Today I took the bus with Angelina to Oncativo where her mother lives. The rural areas between Cordoba and Oncativo were very flat and there was lots of soy and other crops growing. Maria Jose picked us up and we went to her house which is incredible, something out of a fairy tale. Everything is tile or hardwood or exposed brick in dark rich colors on the inside and the outside is brick with a little gate and a pretty tiled roof. The style of architecture here is very unique, I need to get some good pictures.

Maria Jose works for INTA which is a governmental organization that does agriculture research and also agriculture-related public outreach so it is right up my alley. We met her friend and coworker Jose at the office and talked for a long time about farming and the area (Villa General Belgrano) where I will be working later on. Sometimes Maria Jose translated, sometimes I just listened to the Spanish and caught the gist of what they were saying-it was very good practice. It turns out there is an INTA office near to Villa General and I might be able to visit their friend there on his house/farm with Maria Jose.

Jose works in public outreach and he supervises a bunch of home gardens, community gardens, school gardens, and hospital gardens in the area so after talking he took us on this wild tour of all his gardens in the area. They were all beautiful but in different states of progress. I recognized most of the vegetables--lots of chard, onions, lettuce. Winter is just ending so a lot of things are starting up. A couple of the gardens were in empty lots but one was in this huge hospice-facility where we drove down a road lined with trees into what seemed like its own miniature city with old beautiful buildings and murals everywhere. The patients are free to just walk around and there are dogs everywhere--I couldn´t imagine a more healthy and therapeutic place to be. And it is public! Free! Ten times better than the expensive private mental illness and hospice facilities we have in the US.

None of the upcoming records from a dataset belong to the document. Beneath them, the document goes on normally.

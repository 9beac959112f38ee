//! The migration link between a live promise and its live future.
//!
//! A promise/future pair maintains one logical value cell. The cell lives in
//! exactly one place at a time:
//!
//! - in the promise-local slot, before a future has been detached;
//! - in the link, while the pair is connected;
//! - in the future body, once the pair disconnects with a settled result;
//! - in a continuation task, after a continuation takes the cell out of the
//!   link on fulfilment.
//!
//! Rust moves are bit-copies, so the back-pointer fix-ups a moving pair
//! would otherwise need are replaced by this single shared, single-threaded
//! allocation: moving a [`crate::Promise`] or [`crate::Future`] moves an
//! `Rc` handle and can never invalidate the cell. The two liveness flags
//! stand in for the non-owning back-pointers: each side flips its flag on
//! drop so the other side knows whether anyone is still listening.
//!
//! The *sink* is what fulfilment feeds. At most one sink is ever attached
//! over the lifetime of a pair: either a continuation (which runs as a
//! scheduled task owning the settled cell) or a forwarding promise (which
//! receives the cell directly, with no extra scheduler hop).

use crate::cell::ValueCell;
use crate::executor;
use crate::failure::Failure;
use crate::promise::Promise;
use crate::task::Task;
use core::fmt;
use std::cell::RefCell;
use std::rc::Rc;

/// A one-shot continuation, invoked with the settled cell.
pub(crate) type Continuation<T> = Box<dyn FnOnce(ValueCell<T>)>;

/// Where fulfilment delivers the settled cell.
pub(crate) enum Sink<T: 'static> {
    /// Run a continuation as a scheduled task.
    Continuation(Continuation<T>),
    /// Transfer the cell into a downstream promise (urgent path).
    Forward(Promise<T>),
}

pub(crate) struct LinkState<T: 'static> {
    /// The authoritative cell while the pair is connected.
    cell: ValueCell<T>,
    sink: Option<Sink<T>>,
    promise_live: bool,
    future_live: bool,
    /// Set when the consumer ignored the result before fulfilment; a later
    /// failure is then discarded without a dropped-failure diagnostic.
    ignored: bool,
}

/// Shared handle to the link state. Cloning is cheap; all clones refer to
/// the same authoritative cell.
pub(crate) struct Link<T: 'static>(Rc<RefCell<LinkState<T>>>);

impl<T: 'static> Clone for Link<T> {
    fn clone(&self) -> Self {
        Self(Rc::clone(&self.0))
    }
}

impl<T: 'static> Link<T> {
    /// Creates a link owning the given cell.
    pub(crate) fn new(cell: ValueCell<T>) -> Self {
        Self(Rc::new(RefCell::new(LinkState {
            cell,
            sink: None,
            promise_live: true,
            future_live: true,
            ignored: false,
        })))
    }

    pub(crate) fn promise_live(&self) -> bool {
        self.0.borrow().promise_live
    }

    pub(crate) fn cell_available(&self) -> bool {
        self.0.borrow().cell.available()
    }

    pub(crate) fn cell_failed(&self) -> bool {
        self.0.borrow().cell.failed()
    }

    pub(crate) fn cell_failure_kind(&self) -> Option<crate::failure::FailureKind> {
        self.0.borrow().cell.failure().map(Failure::kind)
    }

    /// Takes the cell out of the link, disconnecting the future side.
    pub(crate) fn detach_cell(&self) -> ValueCell<T> {
        let mut st = self.0.borrow_mut();
        st.future_live = false;
        st.cell.take_raw()
    }

    /// Marks the consumer side gone.
    pub(crate) fn on_future_drop(&self) {
        self.0.borrow_mut().future_live = false;
    }

    /// Marks the consumer side gone and discards whatever result exists or
    /// later arrives, without a dropped-failure diagnostic.
    pub(crate) fn ignore_cell(&self) {
        let mut st = self.0.borrow_mut();
        st.future_live = false;
        st.ignored = true;
        if st.cell.available() {
            st.cell.ignore();
        }
    }

    /// Attaches a continuation. The cell must still be pending and no sink
    /// may already be present.
    ///
    /// # Panics
    ///
    /// Panics on a second attachment; a future carries at most one
    /// continuation over its lifetime.
    pub(crate) fn attach_continuation(&self, continuation: Continuation<T>) {
        let mut st = self.0.borrow_mut();
        assert!(
            st.sink.is_none(),
            "a continuation is already attached to this future"
        );
        debug_assert!(
            st.cell.is_pending(),
            "continuation attached to a settled cell"
        );
        st.future_live = false;
        st.sink = Some(Sink::Continuation(continuation));
        tracing::trace!("continuation attached");
    }

    /// Attaches a forwarding promise as the sink.
    ///
    /// # Panics
    ///
    /// Panics if a sink is already present.
    pub(crate) fn attach_forward(&self, downstream: Promise<T>) {
        let mut st = self.0.borrow_mut();
        assert!(
            st.sink.is_none(),
            "a continuation is already attached to this future"
        );
        st.future_live = false;
        st.sink = Some(Sink::Forward(downstream));
        tracing::trace!("forwarding sink attached");
    }

    /// Fulfils the link's cell with a value and dispatches to the sink.
    pub(crate) fn fulfill_value(&self, value: T) {
        {
            let mut st = self.0.borrow_mut();
            st.cell.set_value(value);
            if !st.future_live && st.sink.is_none() {
                // Nobody will ever observe this value.
                tracing::trace!("value set after the future was dropped");
                st.cell.ignore();
                return;
            }
        }
        self.make_ready(false);
    }

    /// Fulfils the link's cell with a failure and dispatches to the sink.
    pub(crate) fn fulfill_failure(&self, failure: Failure) {
        {
            let mut st = self.0.borrow_mut();
            st.cell.set_failure(failure);
            if st.ignored {
                st.cell.ignore();
                return;
            }
        }
        self.make_ready(false);
    }

    /// Fulfils the link's cell by transplanting an already-settled cell.
    /// Used by the forwarding path.
    pub(crate) fn fulfill_cell(&self, cell: ValueCell<T>, urgent: bool) {
        {
            let mut st = self.0.borrow_mut();
            assert!(st.cell.is_pending(), "promise fulfilled twice");
            st.cell = cell;
            if st.ignored {
                st.cell.ignore();
                return;
            }
        }
        self.make_ready(urgent);
    }

    /// Dispatches a settled cell to the attached sink, if any.
    ///
    /// With a continuation attached, the cell migrates into a task which is
    /// enqueued — on the urgent lane iff the fulfilment came through the
    /// urgent path and no preemption is due. With a forwarding sink, the
    /// cell transfers straight into the downstream promise. With no sink the
    /// cell stays in the link for later observation.
    pub(crate) fn make_ready(&self, urgent: bool) {
        let sink = self.0.borrow_mut().sink.take();
        match sink {
            None => {}
            Some(Sink::Continuation(continuation)) => {
                let cell = self.0.borrow_mut().cell.take_raw();
                let task = Task::with_label("continuation", move || continuation(cell));
                if urgent && !executor::need_preempt() {
                    executor::enqueue_urgent(task);
                } else {
                    executor::enqueue(task);
                }
            }
            Some(Sink::Forward(mut downstream)) => {
                let cell = self.0.borrow_mut().cell.take_raw();
                downstream.fulfill_with_cell(cell, true);
            }
        }
    }

    /// Producer-side drop handling: a promise dying while the cell is still
    /// pending, with anyone listening, breaks the promise.
    pub(crate) fn on_promise_drop(&self) {
        let settle = {
            let mut st = self.0.borrow_mut();
            st.promise_live = false;
            st.cell.is_pending() && (st.future_live || st.sink.is_some())
        };
        if settle {
            tracing::debug!("promise dropped while pending; breaking it");
            self.fulfill_failure(Failure::broken_promise());
        }
    }
}

impl<T: 'static> fmt::Debug for Link<T> {
    fn fmt(&self, f: &mut fmt::Formatter<'_>) -> fmt::Result {
        let st = self.0.borrow();
        f.debug_struct("Link")
            .field("cell", &st.cell)
            .field("has_sink", &st.sink.is_some())
            .field("promise_live", &st.promise_live)
            .field("future_live", &st.future_live)
            .finish()
    }
}

#[cfg(test)]
mod tests {
    use super::*;
    use crate::failure::FailureKind;
    use std::cell::Cell;

    #[test]
    fn continuation_receives_settled_cell() {
        let link = Link::new(ValueCell::new_pending());
        let seen = Rc::new(Cell::new(0));
        let seen2 = Rc::clone(&seen);
        link.attach_continuation(Box::new(move |mut cell| {
            seen2.set(cell.take_value());
        }));

        link.fulfill_value(5);
        assert_eq!(seen.get(), 0, "continuation must not run before the tick");
        executor::run_pending();
        assert_eq!(seen.get(), 5);
    }

    #[test]
    #[should_panic(expected = "already attached")]
    fn second_continuation_panics() {
        let link = Link::<i32>::new(ValueCell::new_pending());
        link.attach_continuation(Box::new(|_| {}));
        link.attach_continuation(Box::new(|_| {}));
    }

    #[test]
    fn no_sink_leaves_cell_in_link() {
        let link = Link::new(ValueCell::new_pending());
        link.fulfill_value(3);
        assert!(link.cell_available());
        assert_eq!(link.detach_cell().take_value(), 3);
    }

    #[test]
    fn value_after_future_drop_is_discarded_silently() {
        let before = crate::diag::dropped_failure_count();
        let link = Link::new(ValueCell::new_pending());
        link.on_future_drop();
        link.fulfill_value(3);
        drop(link);
        assert_eq!(crate::diag::dropped_failure_count(), before);
    }

    #[test]
    fn failure_after_future_drop_is_diagnosed() {
        let before = crate::diag::dropped_failure_count();
        let link = Link::<i32>::new(ValueCell::new_pending());
        link.on_future_drop();
        link.fulfill_failure(Failure::new(FailureKind::Io));
        drop(link);
        assert_eq!(crate::diag::dropped_failure_count(), before + 1);
    }

    #[test]
    fn ignored_link_swallows_late_failure() {
        let before = crate::diag::dropped_failure_count();
        let link = Link::<i32>::new(ValueCell::new_pending());
        link.ignore_cell();
        link.fulfill_failure(Failure::new(FailureKind::Io));
        drop(link);
        assert_eq!(crate::diag::dropped_failure_count(), before);
    }

    #[test]
    fn promise_drop_breaks_pending_cell() {
        let link = Link::<i32>::new(ValueCell::new_pending());
        link.on_promise_drop();
        assert!(link.cell_failed());
        assert_eq!(link.cell_failure_kind(), Some(FailureKind::BrokenPromise));
        // Consume the synthesized failure so the drop is clean.
        let _ = link.detach_cell().take_failure();
    }

    #[test]
    fn promise_drop_with_nobody_listening_is_quiet() {
        let before = crate::diag::dropped_failure_count();
        let link = Link::<i32>::new(ValueCell::new_pending());
        link.on_future_drop();
        link.on_promise_drop();
        drop(link);
        assert_eq!(crate::diag::dropped_failure_count(), before);
    }
}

After the hospice we went to a backyard garden of a couple that was home. They were reeeeeeaaaallly nice people and let me try an orange from their tree (AMAZING) and called me "chica bonita." I have to say I am really starting to love the kissing-greeting, it is like an instant shyness-dissolver, although I am still finding it hard to practice my Spanish speaking. On the way home I learned that horse-drawn carts are a legitimate form of transportation in Oncativo (I saw three). Now I feel like I have had a proper initiation to Argentine urban gardening and I look forward to visiting some gardens in Cordoba at a later date.